The goal of capturing their spending power was met. Traffic speeds also fell to an average of 16-17 mph, according to Hamilton-Baillie, leading to free-flowing traffic and a reduction in accidents and fatalities from 1.1 per year to zero, since its introduction.

“Poynton is not unique and it’s like many other areas across the UK so it’s an example of what’s possible,” says Hamilton-Baillie. The concept is being adopted across the Western World with the Congress for New Urbanism in the U.S., whose aim is to reverse the decline in urban quality and economics, recently including shared spaces at the center of debates on future design. Schemes are being considered or already exist in many states including Florida, Massachusetts and Oregon.

Hamilton-Baillie argues it’s not a new concept however, and is a default arrangement ever since streets began. “If you go to the center of Delhi, or Dakar, you’ll see plenty of shared spaces that are not subject to regulatory framework.

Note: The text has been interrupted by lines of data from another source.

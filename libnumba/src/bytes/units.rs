//! Byte unit tables.
//!
//! Decimal (SI) units scale by powers of 1000, binary (IEC) units by powers
//! of 1024. Symbols are case-sensitive: an upper-case `B` is a byte, a
//! lower-case `b` would be a bit and is never matched.
//!
//! - <http://physics.nist.gov/cuu/Units/binary.html>
//! - <http://physics.nist.gov/cuu/Units/prefixes.html>

/// A single byte unit.
#[derive(Debug, Clone, Copy, PartialEq)]
pub struct ByteUnit {
    pub symbol: &'static str,
    pub factor: f64,
}

impl ByteUnit {
    const fn new(symbol: &'static str, factor: f64) -> Self {
        Self { symbol, factor }
    }

    /// Looks up a unit by its exact symbol in both families.
    ///
    /// # Examples
    ///
    /// ```
    /// use libnumba::bytes::ByteUnit;
    ///
    /// assert_eq!(ByteUnit::lookup("KiB").map(|u| u.factor), Some(1024.0));
    /// assert!(ByteUnit::lookup("Kb").is_none());
    /// ```
    pub fn lookup(symbol: &str) -> Option<&'static ByteUnit> {
        DECIMAL_UNITS
            .iter()
            .chain(BINARY_UNITS.iter())
            .find(|unit| unit.symbol == symbol)
    }
}

pub const BYTE: f64 = 1.0;

pub const KB: f64 = 1000.0 * BYTE;
pub const MB: f64 = 1000.0 * KB;
pub const GB: f64 = 1000.0 * MB;
pub const TB: f64 = 1000.0 * GB;
pub const PB: f64 = 1000.0 * TB;
pub const EB: f64 = 1000.0 * PB;
pub const ZB: f64 = 1000.0 * EB;
pub const YB: f64 = 1000.0 * ZB;

pub const KIB: f64 = 1024.0 * BYTE;
pub const MIB: f64 = 1024.0 * KIB;
pub const GIB: f64 = 1024.0 * MIB;
pub const TIB: f64 = 1024.0 * GIB;
pub const PIB: f64 = 1024.0 * TIB;
pub const EIB: f64 = 1024.0 * PIB;
pub const ZIB: f64 = 1024.0 * EIB;
pub const YIB: f64 = 1024.0 * ZIB;

/// SI units, smallest first.
pub const DECIMAL_UNITS: [ByteUnit; 8] = [
    ByteUnit::new("KB", KB),
    ByteUnit::new("MB", MB),
    ByteUnit::new("GB", GB),
    ByteUnit::new("TB", TB),
    ByteUnit::new("PB", PB),
    ByteUnit::new("EB", EB),
    ByteUnit::new("ZB", ZB),
    ByteUnit::new("YB", YB),
];

/// IEC units, smallest first.
pub const BINARY_UNITS: [ByteUnit; 8] = [
    ByteUnit::new("KiB", KIB),
    ByteUnit::new("MiB", MIB),
    ByteUnit::new("GiB", GIB),
    ByteUnit::new("TiB", TIB),
    ByteUnit::new("PiB", PIB),
    ByteUnit::new("EiB", EIB),
    ByteUnit::new("ZiB", ZIB),
    ByteUnit::new("YiB", YIB),
];
//! Basic usage example for the numba library.
//!
//! Run with: cargo run --example basic_usage

use libnumba::{Config, Humanize, abbreviate, format_bytes, ordinal, parse_bytes, word};

fn main() -> Result<(), Box<dyn std::error::Error>> {
    println!("Numba Library - Basic Usage Example\n");

    for n in [42_i64, 1_500, 2_300_000, 7_000_000_000] {
        println!("{n:>12} -> {:<6} {}", abbreviate(n), word(n));
    }
    println!();

    for (bytes, base) in [(1_024_000, 2), (1_300_000_000, 2), (300_000_000_000, 10)] {
        println!("{bytes:>14} bytes (base {base:>2}) -> {}", format_bytes(bytes, base, 2));
    }
    println!();

    for input in ["5 GiB", "10MB", "1Kb"] {
        match parse_bytes(input) {
            Ok(bytes) => println!("{input:>8} -> {bytes} bytes"),
            Err(e) => eprintln!("{input:>8} -> ✗ {e}"),
        }
    }
    println!();

    let places: Vec<String> = (1..=4_i64).chain([11, 101]).map(ordinal).collect();
    println!("Places: {}", places.join(", "));

    let config = Config::from_yaml_str("bytes: { base: 10, precision: 1 }")?;
    println!("Configured: {}", config.format_bytes(56_000));
    println!("Trait: {}", 52_428_800_i64.binary_size(0));

    Ok(())
}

But are these default arrangements really suited to all towns and members of the population? Professor Rob Imrie from Goldsmiths University in the U.K., thinks otherwise: “To me the principle is wrong,” he says. “People and cars do not mix, a car is an object and I don’t want one driving two feet past me.”

Imrie argues that an aesthetic environment can still exist with separate space for pedestrians and believes shared spaces are more suited to environments with less traffic passing through. “In the Netherlands they have been successful because they are in areas with less traffic,” says Imrie. But his main concerns lie with disability groups, such as the visually impaired.

“The visually impaired have the majority of the problems as there’s no easy means of navigation,” says Imrie. The spaces require new environmental learning for the visually impaired which Imrie believes causes a psychological issue.

“People work on intuition and belief systems and if they’re uncomfortable the visually impaired won’t go there anymore.” But he doesn’t want the concept to be removed, just rethought: “We should maintain some order whilst also creating this calming effect for users.”

The use of tactile surfaces at edges and marginally raised curbs is one way of overcoming the issue whilst maintaining the desired environment. The local authority at Exhibition Road have also introduced tactile maps at the start of the street to help blind people plan and navigate.

Hamilton-Baillie feels the visually impaired can remain as safe as in any usual environment. “Shared spaces encompass the way we would act in real life,” he concludes. “It’s difficult to regulate your behavior for someone partially sighted, or even a child, but our social responses are very strong and people accommodate it.”

The concept is growing and it’s likely we’ll be seeing more of these streets uniting us with our fellow navigators. The key, as with any innovation, could be to acclimatize. “Shared space can work on any urban scale, the key is to gain confidence with experience.”